I expect this of Sen. Michael Bennet, but I never dreamed that you would cave in to the Democrats and be willing to allow open unprotected borders to child and drug traffickers.
I sincerely hope you will reconsider this position and resolutely support the border protection that President Trump and innumerable border protection agents and officials have stated that we desperately need.
I will never comprehend why Republicans cannot understand that they need to stay united and vote in a dependable bloc like the Democrats do. By not standing together time after time after time, Republicans cede power and elections to Democrats.
Entire country has a say in elections
Oh, dear, it is clear that Susan Craig who wrote in to advocate abolishment of the Electoral College has no understanding of its use or of its importance. As a registered voter, whether I live in a remote cave or in a city of millions, my vote is counted in the same way. The votes are tallied according to the candidate voted for by each registered voter, with the final state tally being registered via the Electoral College for whichever candidate the state amassed the most votes.
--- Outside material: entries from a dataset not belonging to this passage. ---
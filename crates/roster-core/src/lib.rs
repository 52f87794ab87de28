//! Core types and trait definitions for the Roster demo API.
//!
//! This crate is deliberately free of HTTP and runtime dependencies.
//! All other crates depend on it; it depends on nothing proprietary.

// We intentionally use native `async fn` in traits (stabilised in Rust 1.75).
// Suppress the advisory lint about `Send` bounds on the returned futures.
#![allow(async_fn_in_trait)]

pub mod address;
pub mod error;
pub mod food;
pub mod health;
pub mod patch;
pub mod person;
pub mod pet;
pub mod provider;
pub mod store;
pub mod validate;

mod filter;

pub use error::{Error, Result};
For the 50 states, there are 538 Electoral College votes available, so every state has a say in an election according to the final tally from all 50 states.
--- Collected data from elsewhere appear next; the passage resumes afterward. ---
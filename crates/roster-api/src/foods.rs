//! Handlers for `/foods` endpoints.
//!
//! | Method   | Path | Notes |
//! |----------|------|-------|
//! | `POST`   | `/foods` | Body: [`FoodCreate`]; 400 if the nameID is taken |
//! | `GET`    | `/foods` | Filters: `category`, `min_calories`, `max_calories` |
//! | `GET`    | `/foods/:id` | 404 if not found |
//! | `PATCH`  | `/foods/:id` | Partial update; a present `nameID` renames (moves) the entry |
//! | `DELETE` | `/foods/:id` | Returns a [`FoodSummary`] of the deleted record |

use std::sync::Arc;

use axum::{
  Json,
  extract::{Path, Query, State},
  http::StatusCode,
  response::IntoResponse,
};
use roster_core::{
  food::{Food, FoodCreate, FoodFilter, FoodSummary, FoodUpdate},
  store::RosterStore,
};

use crate::error::ApiError;

/// `POST /foods` — returns 201 + the stored [`Food`].
pub async fn create<S>(
  State(store): State<Arc<S>>,
  Json(body): Json<FoodCreate>,
) -> Result<impl IntoResponse, ApiError>
where
  S: RosterStore,
{
  let food = store.create_food(body).await?;
  Ok((StatusCode::CREATED, Json(food)))
}

/// `GET /foods[?category=...][&min_calories=...][&max_calories=...]`
pub async fn list<S>(
  State(store): State<Arc<S>>,
  Query(filter): Query<FoodFilter>,
) -> Result<Json<Vec<Food>>, ApiError>
where
  S: RosterStore,
{
  let mut foods = store.list_foods().await?;
  foods.retain(|f| filter.matches(f));
  Ok(Json(foods))
}

/// `GET /foods/:id`
pub async fn get_one<S>(
  State(store): State<Arc<S>>,
  Path(id): Path<String>,
) -> Result<Json<Food>, ApiError>
where
  S: RosterStore,
{
  let food = store
    .get_food(id.clone())
    .await?
    .ok_or_else(|| ApiError::NotFound(format!("food {id:?} not found")))?;
  Ok(Json(food))
}

/// `PATCH /foods/:id` — body: [`FoodUpdate`] with only-present fields.
/// Renaming onto an existing entry returns 400 and changes nothing.
pub async fn update_one<S>(
  State(store): State<Arc<S>>,
  Path(id): Path<String>,
  Json(body): Json<FoodUpdate>,
) -> Result<Json<Food>, ApiError>
where
  S: RosterStore,
{
  let food = store.update_food(id, body).await?;
  Ok(Json(food))
}

/// `DELETE /foods/:id` — returns 200 + the deleted record's summary.
pub async fn delete_one<S>(
  State(store): State<Arc<S>>,
  Path(id): Path<String>,
) -> Result<Json<FoodSummary>, ApiError>
where
  S: RosterStore,
{
  let summary = store.delete_food(id).await?;
  Ok(Json(summary))
}
//! Shared helpers for exact-match filter fields.
//!
//! An unset filter imposes no constraint; set filters combine with
//! logical AND in the callers' `matches` methods.

/// Exact match on a required string field.
pub(crate) fn eq(filter: &Option<String>, value: &str) -> bool {
  filter.as_deref().is_none_or(|f| f == value)
}

/// Exact match on an optional string field. An entity with the field unset
/// never matches a set filter.
pub(crate) fn eq_opt(filter: &Option<String>, value: Option<&str>) -> bool {
  filter.as_deref().is_none_or(|f| value == Some(f))
}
The population of a state determines the number of electoral votes each state has, so the fact that millions more voters live in New York than in Wyoming does not disenfranchise Wyoming voters who might have voted statewide for the candidate amassing the most electoral votes nationally. Or perhaps the candidate with the most electoral votes still lacks three electoral votes to win the election, and Wyoming with three electoral votes amassed more votes in that candidate’s column and so has contributed to the candidate’s victory, with the assistance of other states including New York with 29 electoral votes and California with 55 electoral votes, whose voters also supported the winning candidate.
But if the election had gone the other way, with hundreds more electoral votes going to the other candidate, Wyoming’s three Electoral College votes would not have been in the victory column, but it and voters in all losing states still would have had their votes counted in the Electoral College, which result makes an important statement.
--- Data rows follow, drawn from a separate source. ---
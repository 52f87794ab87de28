//! Id and clock providers.
//!
//! Server-generated identifiers and timestamps come from these two seams so
//! store tests can inject deterministic values instead of asserting around
//! `Uuid::new_v4()` and `Utc::now()`.

use chrono::{DateTime, Utc};
use uuid::Uuid;

/// Source of server-generated entity ids.
pub trait IdSource: Send + Sync {
  fn next_id(&self) -> Uuid;
}

/// Source of server-generated timestamps.
pub trait Clock: Send + Sync {
  fn now(&self) -> DateTime<Utc>;
}

/// Default [`IdSource`]: random v4 UUIDs.
#[derive(Debug, Clone, Copy, Default)]
pub struct RandomIds;

impl IdSource for RandomIds {
  fn next_id(&self) -> Uuid {
    Uuid::new_v4()
  }
}

/// Default [`Clock`]: the system clock.
#[derive(Debug, Clone, Copy, Default)]
pub struct SystemClock;

impl Clock for SystemClock {
  fn now(&self) -> DateTime<Utc> {
    Utc::now()
  }
}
If the Electoral College is eliminated, the enormous populations on the eastern seaboard and the West Coast will always overcome the votes of those in many other states, including smaller states like Wyoming, and even Colorado. As a lifelong Republican, I voted for Donald Trump, but the state voted for Hillary Clinton, so Colorado’s electoral votes went into Clinton’s column. Sometimes my candidate has won, and sometimes not, but I still have had my vote counted nationally by virtue of the Electoral College; the entire country critically has a say in every presidential election. If Craig and others succeed in having the Electoral College eliminated, it will not matter whether I live in a cave or in a large city, as a resident of Colorado I might never again have my vote in the winning column.
Anne T. Galbraith
More action expected from Congress
The newly elected House of Representatives, controlled by Democrats, looks like America, with a large amount of women and persons with various racial and ethnic origins serving the public. Contrast the House with the U.S. Senate ruled by Republicans, which consist mainly of middle-aged and old white men.
The Democrats in the House, unlike the former House-led GOP (gutless old patricians) aren’t afraid to stand up to Donald Trump. They know that more people voted for Trump’s opponent than for him and more people in the country hate him than love him.
The younger and more diverse House of Representatives can be expected to enact meaningful legislation, something the former Republican Congress was unable to do. 2019 is sure to see more action from Congress than 2018 did.